Fill the #*# spaces inside the following block to add the data to the database. Each empty space holds `10 points`. Total: `30 Points`

In [10]:
from neo4j import GraphDatabase
from tqdm import tqdm  # For progress bar
import pandas as pd  # Assuming you have the data in a DataFrame

# Neo4j connection details - Get these from your Neo4j sandbox instance
uri = "neo4j+s://19cab18e.databases.neo4j.io"  # Adjust if necessary
username = "neo4j"  # Default Neo4j username
password = "JKKbI4RiaAUBfp1Oz8uztlpo6B81KoD9IrGukvjoaFI"  # Replace with your password

# Batch size for processing nodes and edges
BATCH_SIZE = 100  # Adjust batch size as needed based on the size of the dataset

# Convert the data into a list of dictionaries for nodes and edges
nodes = []
edges = []

# Add stations
stations = set(data_2days['Start station']).union(set(data_2days['End station']))
for station in stations:
    nodes.append({"name": station, "type": "Station"})

# Add bikes
bikes = set(data_2days['Bike number'])
for bike in bikes:
    nodes.append({"name": bike, "type": "Bike"})

# Add members
members = set(data_2days['Member type'])
for member in members:
    nodes.append({"name": member, "type": "Member"})

# Add trips and edges
for id, row in data_2days.iterrows():
    # consider using a row index as the trip_id
    trip_id = id
    
    nodes.append({"id": trip_id, "type": "Trip", "duration": row['Duration'], "startDate": row['Start date'], "endDate": row['End date']})

    edges.append({
        "source": trip_id,
        "target": row['Start station'],
        "relationship": "STARTED_AT"
    })
    edges.append({
        "source": trip_id,
        "target": row['End station'],
        "relationship": "ENDED_AT"
    })
    edges.append({
        "source": trip_id,
        "target": row['Bike number'],
        "relationship": "USED"
    })
    edges.append({
        "source": trip_id,
        "target": row['Member type'],
        "relationship": "SUBSCRIBED_BY"
    })

# Neo4j Driver class
class Neo4jGraph:
    # Initialize the Neo4j driver
    def __init__(self, uri, user, password):
        self.driver = GraphDatabase.driver(uri, auth=(user, password))

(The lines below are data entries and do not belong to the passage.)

//! Repository walking: project-type detection and source file discovery.

use serde::Serialize;
use std::fmt;
use std::path::{Path, PathBuf};
use tracing::{debug, warn};
use walkdir::WalkDir;

use crate::config::{Config, PathMatcher};
use crate::error::FileFailure;
use crate::language::{classify, Language};

/// Directories never descended into.
const IGNORED_DIRS: &[&str] = &[
    // Version control
    ".git", ".svn", ".hg",
    // Dependencies
    "node_modules", "bower_components", "site-packages",
    // Python environments and caches
    "__pycache__", ".pytest_cache", "venv", "env", ".venv", ".tox", ".coverage", "htmlcov",
    // Build output
    "dist", "build", ".next", "out", "target", "bin", "obj",
    // Editors
    ".vscode", ".idea", ".vs", ".eclipse",
    // Scratch, logs and caches
    "tmp", "temp", ".tmp", "logs", "log", ".cache", "coverage", ".nyc_output",
    // Mobile shells and deploy tooling
    "ios", "android", ".expo", ".terraform", ".serverless",
];

/// Directories that only hold tests.
const TEST_DIRS: &[&str] = &["test", "tests", "__tests__", "__test__", "spec", "testdata", "test_data"];

/// File names skipped regardless of project type (compared lowercased).
const IGNORED_NAMES: &[&str] = &[
    ".env", ".env.local", ".env.development", ".env.production", ".gitignore",
    ".gitattributes", ".editorconfig", ".dockerignore", "dockerfile", "docker-compose.yml",
    "docker-compose.yaml", "readme.md", "license", "changelog.md", "contributing.md",
    "package.json", "package-lock.json", "yarn.lock", "pnpm-lock.yaml", "requirements.txt",
    "pipfile", "pipfile.lock", "poetry.lock", "composer.json", "composer.lock", "gemfile",
    "gemfile.lock", "tsconfig.json", "jsconfig.json", "ccm.yaml", ".ccm.yaml",
];

/// Generated or bundled artifacts.
const IGNORED_SUFFIXES: &[&str] = &[
    ".min.js", ".min.css", ".bundle.js", ".bundle.css", ".d.ts", ".map", ".backup", ".swp",
    ".tmp",
];

/// Tool configuration files, matched against the lowercased stem.
const CONFIG_MARKERS: &[&str] = &[
    "config", "settings", "webpack", "rollup", "vite", "babel", "eslint", "prettier", "jest",
    "cypress", "playwright",
];

/// Build system flavour of the repository, detected from marker files.
#[derive(Debug, Clone, Copy, PartialEq, Eq, Hash, Serialize)]
#[serde(rename_all = "lowercase")]
pub enum ProjectType {
    NodeJs,
    Python,
    Java,
    Go,
    Rust,
    Php,
    Ruby,
    Unknown,
}

impl ProjectType {
    /// Detect from marker files in `root`. The first match wins.
    pub fn detect(root: &Path) -> Self {
        let has = |name: &str| root.join(name).exists();
        if has("package.json") {
            ProjectType::NodeJs
        } else if has("requirements.txt") || has("setup.py") {
            ProjectType::Python
        } else if has("pom.xml") || has("build.gradle") {
            ProjectType::Java
        } else if has("go.mod") {
            ProjectType::Go
        } else if has("Cargo.toml") {
            ProjectType::Rust
        } else if has("composer.json") {
            ProjectType::Php
        } else if has("Gemfile") {
            ProjectType::Ruby
        } else {
            ProjectType::Unknown
        }
    }

    pub fn as_str(&self) -> &'static str {
        match self {
            ProjectType::NodeJs => "nodejs",
            ProjectType::Python => "python",
            ProjectType::Java => "java",
            ProjectType::Go => "go",
            ProjectType::Rust => "rust",
            ProjectType::Php => "php",
            ProjectType::Ruby => "ruby",
            ProjectType::Unknown => "unknown",
        }
    }

    /// Extra file names skipped for this project type.
    pub fn ignored_files(&self) -> &'static [&'static str] {
        match self {
            ProjectType::NodeJs => &[
                ".npmrc", ".yarnrc", "babel.config.js", "webpack.config.js", "next.config.js",
                "nuxt.config.js", "vue.config.js",
            ],
            ProjectType::Python => &[
                "setup.py", "setup.cfg", "pyproject.toml", ".flake8", "pytest.ini", "tox.ini",
                ".coveragerc", "mypy.ini",
            ],
            ProjectType::Java => &[
                "pom.xml", "build.gradle", "gradle.properties", "application.properties",
                "application.yml",
            ],
            ProjectType::Go => &["go.mod", "go.sum"],
            ProjectType::Rust => &["cargo.toml", "cargo.lock"],
            ProjectType::Php | ProjectType::Ruby | ProjectType::Unknown => &[],
        }
    }

    /// Extra directories skipped for this project type.
    pub fn ignored_dirs(&self) -> &'static [&'static str] {
        match self {
            ProjectType::Java => &[".gradle"],
            ProjectType::Go | ProjectType::Php => &["vendor"],
            ProjectType::Ruby => &["vendor", "bundle"],
            _ => &[],
        }
    }
}

impl fmt::Display for ProjectType {
    fn fmt(&self, f: &mut fmt::Formatter<'_>) -> fmt::Result {
        write!(f, "{}", self.as_str())
    }
}

/// A discovered source file.
#[derive(Debug, Clone, PartialEq, Eq)]
pub struct SourceFile {
    pub path: PathBuf,
    /// Path relative to the input root with `/` separators. Used as the IR
    /// file path.
    pub relative: String,
    pub language: Language,
}

#[derive(Debug, Default)]
pub struct WalkOutcome {
    /// Sorted by relative path.
    pub files: Vec<SourceFile>,
    /// Files seen but skipped by ignore rules, size or exclusion globs.
    pub ignored: usize,
    /// Source files that could not be visited (broken links, permissions).
    pub failures: Vec<FileFailure>,
}

pub struct Walker<'a> {
    root: &'a Path,
    config: &'a Config,
    project_type: ProjectType,
    matcher: PathMatcher,
}

impl<'a> Walker<'a> {
    pub fn new(root: &'a Path, config: &'a Config, project_type: ProjectType) -> Self {
        Self {
            root,
            config,
            project_type,
            matcher: config.exclusion_matcher(),
        }
    }

    /// Collect analyzable source files under the root.
    pub fn walk(&self) -> WalkOutcome {
        let mut outcome = WalkOutcome::default();

        let entries = WalkDir::new(self.root)
            .follow_links(true)
            .into_iter()
            .filter_entry(|e| e.depth() == 0 || !e.file_type().is_dir() || !self.skip_dir(e.path()));

        for entry in entries {
            let entry = match entry {
                Ok(entry) => entry,
                Err(e) => {
                    warn!(error = %e, "skipping unreadable entry");
                    if let Some(failure) = self.entry_failure(&e) {
                        outcome.failures.push(failure);
                    }
                    continue;
                }
            };
            if !entry.file_type().is_file() {
                continue;
            }

            let path = entry.path();
            let Some(language) = classify(path).filter(Language::is_analyzable) else {
                continue;
            };

            let relative = self.relative(path);
            if self.skip_file(path, &relative, entry.metadata().ok().map(|m| m.len())) {
                debug!(path = %relative, "ignored");
                outcome.ignored += 1;
                continue;
            }

            outcome.files.push(SourceFile {
                path: path.to_path_buf(),
                relative,
                language,
            });
        }

        outcome.files.sort_by(|a, b| a.relative.cmp(&b.relative));
        outcome.failures.sort_by(|a, b| a.path.cmp(&b.path));
        outcome
    }

    /// A walk error counts as a file failure when it names a source file the
    /// walk would otherwise have analyzed.
    fn entry_failure(&self, err: &walkdir::Error) -> Option<FileFailure> {
        let path = err.path()?;
        classify(path).filter(Language::is_analyzable)?;
        let relative = self.relative(path);
        if self.skip_file(path, &relative, None) {
            return None;
        }
        Some(FileFailure::new(relative, err))
    }

    fn relative(&self, path: &Path) -> String {
        path.strip_prefix(self.root)
            .unwrap_or(path)
            .to_string_lossy()
            .replace('\\', "/")
    }

    fn skip_dir(&self, path: &Path) -> bool {
        let name = path
            .file_name()
            .map(|n| n.to_string_lossy().into_owned())
            .unwrap_or_default();
        let name = name.as_str();
        if name.starts_with('.') || IGNORED_DIRS.contains(&name) {
            return true;
        }
        if self.project_type.ignored_dirs().contains(&name)
            || self.config.extra_ignore_dirs.iter().any(|d| d == name)
        {
            return true;
        }
        if !self.config.include_test_files && TEST_DIRS.contains(&name) {
            return true;
        }
        let relative = self.relative(path);
        self.matcher.is_excluded(Path::new(&relative))
    }

    fn skip_file(&self, path: &Path, relative: &str, size: Option<u64>) -> bool {
        if should_ignore_file(path, self.project_type, self.config.include_test_files) {
            return true;
        }
        if size.is_some_and(|s| s > self.config.max_file_bytes) {
            return true;
        }
        self.matcher.is_excluded(Path::new(relative))
    }
}

/// Name-based ignore rules for a single file.
pub fn should_ignore_file(path: &Path, project_type: ProjectType, include_tests: bool) -> bool {
    let name = path
        .file_name()
        .map(|n| n.to_string_lossy().to_lowercase())
        .unwrap_or_default();
    let stem = name.split('.').next().unwrap_or(&name);

    if IGNORED_NAMES.contains(&name.as_str()) || project_type.ignored_files().contains(&name.as_str()) {
        return true;
    }
    if IGNORED_SUFFIXES.iter().any(|s| name.ends_with(s)) {
        return true;
    }
    if CONFIG_MARKERS.iter().any(|m| stem.contains(m)) || (name.starts_with('.') && name.ends_with("rc")) {
        return true;
    }
    if !include_tests && is_test_file(&name, stem) {
        return true;
    }
    name.starts_with('.')
}

/// Test-file naming conventions across the supported languages.
pub fn is_test_file(name: &str, stem: &str) -> bool {
    name.contains(".test.")
        || name.contains(".spec.")
        || stem == "conftest"
        || stem.starts_with("test_")
        || stem.ends_with("_test")
        || stem.ends_with("_spec")
        || (stem.ends_with("test") && stem.len() > 4 && !stem.ends_with("latest"))
}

    # Close the Neo4j driver
    def close(self):
        self.driver.close()

    # Insert the graph data into Neo4j
    def insert_graph(self, nodes, edges):
        with self.driver.session() as session:
            # Insert nodes in batches
            print("Inserting nodes...")
            for i in tqdm(range(0, len(nodes), BATCH_SIZE)):
                batch = nodes[i:i + BATCH_SIZE]
                session.execute_write(self._create_nodes_batch, batch)
            print("Nodes inserted successfully!")
            print("Inserting edges...")
            # Insert edges in batches
            for i in tqdm(range(0, len(edges), BATCH_SIZE)):
                batch = edges[i:i + BATCH_SIZE]
                session.execute_write(self._create_edges_batch, batch)
            print("Edges inserted successfully!")

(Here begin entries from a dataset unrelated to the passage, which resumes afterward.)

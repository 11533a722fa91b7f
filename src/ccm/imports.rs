//! Import statement reduction.
//!
//! An import statement is stripped down to the first segment of the module
//! it references, which is then looked up like any other name.

use lazy_static::lazy_static;
use regex::Regex;

/// Leading path segments that refer to the current crate or module.
const SELF_SEGMENTS: &[&str] = &["crate", "self", "super", "static"];

lazy_static! {
    static ref QUOTED: Regex = Regex::new(r#"["'`<]([^"'`<>]+)["'`>]"#).unwrap();
    static ref IDENT: Regex = Regex::new(r"^[A-Za-z_$][\w$-]*$").unwrap();
}

/// Reduce an import statement to the name it targets.
///
/// Returns `None` when nothing name-like remains (`from . import x`,
/// `use super::*`).
pub fn import_target(statement: &str) -> Option<String> {
    let stmt = statement.trim();

    // Path-based imports: JS/TS, Go, C/C++ includes, Ruby/PHP requires.
    if let Some(caps) = QUOTED.captures(stmt) {
        let path = caps.get(1)?.as_str().trim_end_matches('/');
        let last = path.rsplit(['/', '\\']).next().unwrap_or(path);
        let stem = last.split('.').next().unwrap_or(last);
        return valid(stem);
    }

    let reference = if let Some(rest) = stmt.strip_prefix("from ") {
        rest.split(" import ").next().unwrap_or(rest)
    } else {
        let mut rest = stmt;
        for keyword in ["pub ", "import ", "use ", "using ", "static "] {
            rest = rest.strip_prefix(keyword).unwrap_or(rest).trim_start();
        }
        rest
    };

    let reference = reference
        .split(|c: char| c.is_whitespace() || c == ',' || c == ';' || c == '{')
        .next()
        .unwrap_or("")
        .trim_start_matches('.');

    reference
        .split(['.', ':', '\\', '/'])
        .filter(|s| !s.is_empty())
        .find(|s| !SELF_SEGMENTS.contains(s))
        .and_then(valid)
}

fn valid(segment: &str) -> Option<String> {
    IDENT.is_match(segment).then(|| segment.to_string())
}

#[cfg(test)]
mod tests {
    use super::*;

    #[test]
    fn test_python_imports() {
        assert_eq!(import_target("import os").as_deref(), Some("os"));
        assert_eq!(import_target("import a.b as c").as_deref(), Some("a"));
        assert_eq!(import_target("import os, sys").as_deref(), Some("os"));
        assert_eq!(import_target("from a.b import c").as_deref(), Some("a"));
        assert_eq!(import_target("from .utils import helper").as_deref(), Some("utils"));
        assert_eq!(import_target("from . import helper"), None);
    }

    #[test]
    fn test_dotted_references() {
        assert_eq!(import_target("import java.util.List;").as_deref(), Some("java"));
        assert_eq!(import_target("import static org.junit.Assert.*;").as_deref(), Some("org"));
        assert_eq!(import_target("using System.Text;").as_deref(), Some("System"));
        assert_eq!(import_target("import UIKit").as_deref(), Some("UIKit"));
    }

    #[test]
    fn test_rust_use() {
        assert_eq!(import_target("use std::collections::HashMap;").as_deref(), Some("std"));
        assert_eq!(import_target("use crate::utils::helper;").as_deref(), Some("utils"));
        assert_eq!(import_target("pub use self::model::Node;").as_deref(), Some("model"));
        assert_eq!(import_target("use super::*;"), None);
        assert_eq!(import_target("use serde::{Deserialize, Serialize};").as_deref(), Some("serde"));
    }

    #[test]
    fn test_quoted_paths() {
        assert_eq!(
            import_target("import { helper } from './lib/helper.js';").as_deref(),
            Some("helper")
        );
        assert_eq!(import_target("\"github.com/acme/store\"").as_deref(), Some("store"));
        assert_eq!(import_target("#include <stdio.h>").as_deref(), Some("stdio"));
        assert_eq!(import_target("require 'json'").as_deref(), Some("json"));
        assert_eq!(import_target("import './styles.css';").as_deref(), Some("styles"));
    }

    #[test]
    fn test_php_namespace() {
        assert_eq!(import_target("use App\\Models\\User;").as_deref(), Some("App"));
    }
}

    # Create nodes in Neo4j
    @staticmethod
    def _create_nodes_batch(tx, batch):
        # for row in batch:
        #     query = f"""
        #     CREATE (n:{row['type']})
        #     SET n = $props
        #     """
        #     tx.run(query, props=row)
        query = """
        UNWIND $batch AS row
        CALL apoc.create.node([row.type], row) YIELD node
        RETURN node
        """
        tx.run(query, batch=batch)

    # Create edges in Neo4j
    @staticmethod
    def _create_edges_batch(tx, batch):
        # for row in batch:
        #     query = f"""
        #     MATCH (source), (target)
        #     WHERE source.id = $source AND target.name = $target
        #     CREATE (source)-[:{row['relationship']}]->(target)
        #     """
        #     tx.run(query, source=row['source'], target=row['target'])
        query = """
        UNWIND $batch AS row
        MATCH (source {id: row.source}), (target {name: row.target})
        CALL apoc.create.relationship(source, row.relationship, {}, target) YIELD rel
        RETURN rel
        """
        tx.run(query, batch=batch)

    # Execute a Cypher query in Neo4j
    def query(self, query, parameters=None, db=None):
        # Ensure the driver is initialized
        assert self.driver is not None, "Driver not initialized!"
        session = None  # Initialize the session
        response = None  # Initialize the response
        try:
            # Connect to the database (if specified) or the default database
            session = self.driver.session(database=db) if db is not None else self.driver.session()
            # Execute the query
            response = list(session.run(query, parameters))
        except Exception as e:
            print("Query failed:", e)
        finally:
            # Close the session
            if session is not None:
                session.close()
        return response

# Insert the graph data into Neo4j
neo4j_graph = Neo4jGraph(uri, username, password)

In [11]:
# number of nodes and edges
num_nodes = len(nodes)
num_edges = len(edges)
# print the number of nodes and edges
print(f"Number of nodes: {num_nodes}")
print(f"Number of edges: {num_edges}")

Number of nodes: 6447
Number of edges: 16540


In [12]:
# Clear the graph database
neo4j_graph.query("MATCH (n) DETACH DELETE n")

[]

In [13]:
# get the last 5 edges
edges[-5:]

[{'source': 4133, 'target': 'Member', 'relationship': 'SUBSCRIBED_BY'},
 {'source': 4134,
  'target': 'Columbus Circle / Union Station',
  'relationship': 'STARTED_AT'},
 {'source': 4134,
  'target': 'Eastern Market / 7th & North Carolina Ave SE',
  'relationship': 'ENDED_AT'},
 {'source': 4134, 'target': 'W21721', 'relationship': 'USED'},
 {'source': 4134, 'target': 'Member', 'relationship': 'SUBSCRIBED_BY'}]

In [14]:
# Insert the graph data into Neo4j
neo4j_graph.insert_graph(nodes, edges)
print("Data successfully inserted in batches!")

Inserting nodes...


100%|██████████| 65/65 [00:13<00:00,  4.98it/s]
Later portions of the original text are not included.